__Directions for this task__. Scan the material below for the string "time". Report every line that has it.

__Records__.
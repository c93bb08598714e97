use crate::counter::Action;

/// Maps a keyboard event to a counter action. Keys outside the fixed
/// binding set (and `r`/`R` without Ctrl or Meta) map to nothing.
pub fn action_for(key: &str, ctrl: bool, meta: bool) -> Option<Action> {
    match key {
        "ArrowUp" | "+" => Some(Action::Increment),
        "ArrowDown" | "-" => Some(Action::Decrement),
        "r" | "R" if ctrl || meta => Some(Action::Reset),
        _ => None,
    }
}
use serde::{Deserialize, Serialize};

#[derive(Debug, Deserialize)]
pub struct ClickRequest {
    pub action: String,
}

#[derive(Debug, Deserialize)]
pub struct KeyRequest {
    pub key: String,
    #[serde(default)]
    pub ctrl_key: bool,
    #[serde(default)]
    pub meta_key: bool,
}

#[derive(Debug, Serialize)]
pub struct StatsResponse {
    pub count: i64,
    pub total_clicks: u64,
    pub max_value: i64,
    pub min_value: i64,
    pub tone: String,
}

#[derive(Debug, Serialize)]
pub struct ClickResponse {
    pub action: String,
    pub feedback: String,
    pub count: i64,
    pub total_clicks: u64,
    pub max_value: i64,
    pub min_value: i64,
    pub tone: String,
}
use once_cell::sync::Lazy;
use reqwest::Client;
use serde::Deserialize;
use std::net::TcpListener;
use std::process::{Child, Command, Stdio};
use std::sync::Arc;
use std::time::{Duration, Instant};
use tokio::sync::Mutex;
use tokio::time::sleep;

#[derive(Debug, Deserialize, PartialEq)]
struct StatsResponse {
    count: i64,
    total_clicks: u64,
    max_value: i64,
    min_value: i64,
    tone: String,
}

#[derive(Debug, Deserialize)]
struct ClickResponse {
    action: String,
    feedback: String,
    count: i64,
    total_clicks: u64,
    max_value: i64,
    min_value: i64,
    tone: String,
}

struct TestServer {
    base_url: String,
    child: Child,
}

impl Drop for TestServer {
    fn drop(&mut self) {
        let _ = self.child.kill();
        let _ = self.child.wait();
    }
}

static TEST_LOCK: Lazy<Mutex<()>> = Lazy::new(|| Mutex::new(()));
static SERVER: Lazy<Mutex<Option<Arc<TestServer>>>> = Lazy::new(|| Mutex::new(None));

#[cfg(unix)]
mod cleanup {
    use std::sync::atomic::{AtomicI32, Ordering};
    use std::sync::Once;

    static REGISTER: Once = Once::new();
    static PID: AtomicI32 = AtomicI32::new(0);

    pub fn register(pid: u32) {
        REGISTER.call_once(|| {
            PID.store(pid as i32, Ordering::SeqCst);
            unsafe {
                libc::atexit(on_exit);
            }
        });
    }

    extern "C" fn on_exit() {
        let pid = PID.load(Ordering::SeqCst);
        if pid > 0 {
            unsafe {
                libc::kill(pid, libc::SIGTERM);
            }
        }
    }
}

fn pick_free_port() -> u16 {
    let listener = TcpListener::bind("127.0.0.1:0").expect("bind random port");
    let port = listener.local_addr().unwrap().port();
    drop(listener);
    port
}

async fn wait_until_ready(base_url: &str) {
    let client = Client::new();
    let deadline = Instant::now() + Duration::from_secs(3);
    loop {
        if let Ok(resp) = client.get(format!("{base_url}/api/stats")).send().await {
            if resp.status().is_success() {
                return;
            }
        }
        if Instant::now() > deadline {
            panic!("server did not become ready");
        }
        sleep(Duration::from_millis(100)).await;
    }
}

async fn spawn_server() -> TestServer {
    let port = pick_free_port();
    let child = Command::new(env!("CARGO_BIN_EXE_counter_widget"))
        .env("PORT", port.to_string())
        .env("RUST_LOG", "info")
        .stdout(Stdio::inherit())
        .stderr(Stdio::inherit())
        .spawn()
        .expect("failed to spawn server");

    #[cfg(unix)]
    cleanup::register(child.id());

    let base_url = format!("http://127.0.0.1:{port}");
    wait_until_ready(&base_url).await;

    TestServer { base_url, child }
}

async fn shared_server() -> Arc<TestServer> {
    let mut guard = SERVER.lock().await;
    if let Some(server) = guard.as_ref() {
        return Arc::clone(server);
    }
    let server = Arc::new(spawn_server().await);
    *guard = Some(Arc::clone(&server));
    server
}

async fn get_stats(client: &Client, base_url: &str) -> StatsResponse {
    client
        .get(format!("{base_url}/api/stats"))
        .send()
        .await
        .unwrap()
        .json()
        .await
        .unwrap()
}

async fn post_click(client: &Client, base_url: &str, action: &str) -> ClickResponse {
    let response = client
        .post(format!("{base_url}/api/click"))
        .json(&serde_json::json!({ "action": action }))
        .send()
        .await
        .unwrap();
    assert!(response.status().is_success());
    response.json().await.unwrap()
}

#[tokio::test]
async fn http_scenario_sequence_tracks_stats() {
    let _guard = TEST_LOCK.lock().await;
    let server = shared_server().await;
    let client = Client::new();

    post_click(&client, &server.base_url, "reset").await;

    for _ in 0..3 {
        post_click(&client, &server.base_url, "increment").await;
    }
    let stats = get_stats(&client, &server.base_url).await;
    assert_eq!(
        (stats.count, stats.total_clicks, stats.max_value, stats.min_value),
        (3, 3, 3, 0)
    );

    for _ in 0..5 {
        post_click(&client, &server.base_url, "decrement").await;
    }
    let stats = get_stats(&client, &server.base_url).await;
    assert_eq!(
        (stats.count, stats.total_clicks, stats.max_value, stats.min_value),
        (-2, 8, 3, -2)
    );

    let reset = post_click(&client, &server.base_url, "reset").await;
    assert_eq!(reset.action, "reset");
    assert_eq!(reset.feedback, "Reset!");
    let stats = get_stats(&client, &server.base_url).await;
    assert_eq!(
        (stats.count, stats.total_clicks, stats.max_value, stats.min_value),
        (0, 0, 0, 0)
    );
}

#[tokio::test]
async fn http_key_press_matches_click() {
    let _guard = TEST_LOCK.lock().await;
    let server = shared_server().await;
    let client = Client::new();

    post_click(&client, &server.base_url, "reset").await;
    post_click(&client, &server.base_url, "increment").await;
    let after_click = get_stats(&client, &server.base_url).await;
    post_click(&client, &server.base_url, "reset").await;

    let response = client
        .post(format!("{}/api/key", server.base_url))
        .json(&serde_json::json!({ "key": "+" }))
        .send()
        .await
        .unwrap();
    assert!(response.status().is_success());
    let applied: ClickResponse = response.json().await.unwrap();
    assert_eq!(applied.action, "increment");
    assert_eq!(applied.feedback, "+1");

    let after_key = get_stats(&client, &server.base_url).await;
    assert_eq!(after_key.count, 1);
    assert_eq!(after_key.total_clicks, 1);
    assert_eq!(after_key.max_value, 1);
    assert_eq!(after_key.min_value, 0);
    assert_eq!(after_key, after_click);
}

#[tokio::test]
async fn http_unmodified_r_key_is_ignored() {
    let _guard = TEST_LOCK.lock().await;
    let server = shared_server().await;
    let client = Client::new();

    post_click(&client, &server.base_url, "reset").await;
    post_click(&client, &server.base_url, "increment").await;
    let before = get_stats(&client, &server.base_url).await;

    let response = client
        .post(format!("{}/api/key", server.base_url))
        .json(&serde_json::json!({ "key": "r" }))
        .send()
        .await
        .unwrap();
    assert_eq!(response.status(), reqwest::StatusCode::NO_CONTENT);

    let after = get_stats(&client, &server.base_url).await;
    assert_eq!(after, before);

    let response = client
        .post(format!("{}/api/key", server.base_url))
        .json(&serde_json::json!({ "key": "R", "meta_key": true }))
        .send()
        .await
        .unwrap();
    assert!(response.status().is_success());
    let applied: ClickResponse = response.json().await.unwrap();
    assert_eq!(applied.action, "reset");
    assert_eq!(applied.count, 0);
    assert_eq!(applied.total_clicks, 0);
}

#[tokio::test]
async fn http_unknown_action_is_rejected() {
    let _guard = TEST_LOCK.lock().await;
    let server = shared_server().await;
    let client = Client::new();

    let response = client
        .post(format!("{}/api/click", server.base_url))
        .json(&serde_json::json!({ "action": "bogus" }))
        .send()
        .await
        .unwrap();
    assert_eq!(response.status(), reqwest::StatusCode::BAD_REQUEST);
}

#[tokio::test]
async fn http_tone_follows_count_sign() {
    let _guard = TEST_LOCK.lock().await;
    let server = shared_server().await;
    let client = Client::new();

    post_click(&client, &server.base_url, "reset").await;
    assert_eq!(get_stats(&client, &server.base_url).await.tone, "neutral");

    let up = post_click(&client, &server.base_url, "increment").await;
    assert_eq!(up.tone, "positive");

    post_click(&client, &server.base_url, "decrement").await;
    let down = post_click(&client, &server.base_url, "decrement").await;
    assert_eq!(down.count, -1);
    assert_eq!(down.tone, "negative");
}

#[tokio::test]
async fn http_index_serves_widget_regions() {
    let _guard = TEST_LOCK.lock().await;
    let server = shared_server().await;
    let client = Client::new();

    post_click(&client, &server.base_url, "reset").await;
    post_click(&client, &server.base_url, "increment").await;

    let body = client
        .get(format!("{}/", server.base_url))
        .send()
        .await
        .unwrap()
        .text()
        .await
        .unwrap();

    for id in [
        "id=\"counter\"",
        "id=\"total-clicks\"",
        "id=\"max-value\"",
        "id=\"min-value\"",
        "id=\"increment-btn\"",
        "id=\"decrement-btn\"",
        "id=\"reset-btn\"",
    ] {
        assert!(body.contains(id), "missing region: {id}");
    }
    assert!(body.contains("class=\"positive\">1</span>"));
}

__Output for this exercise__.
use std::time::{Duration, Instant};
use tokio::time::sleep;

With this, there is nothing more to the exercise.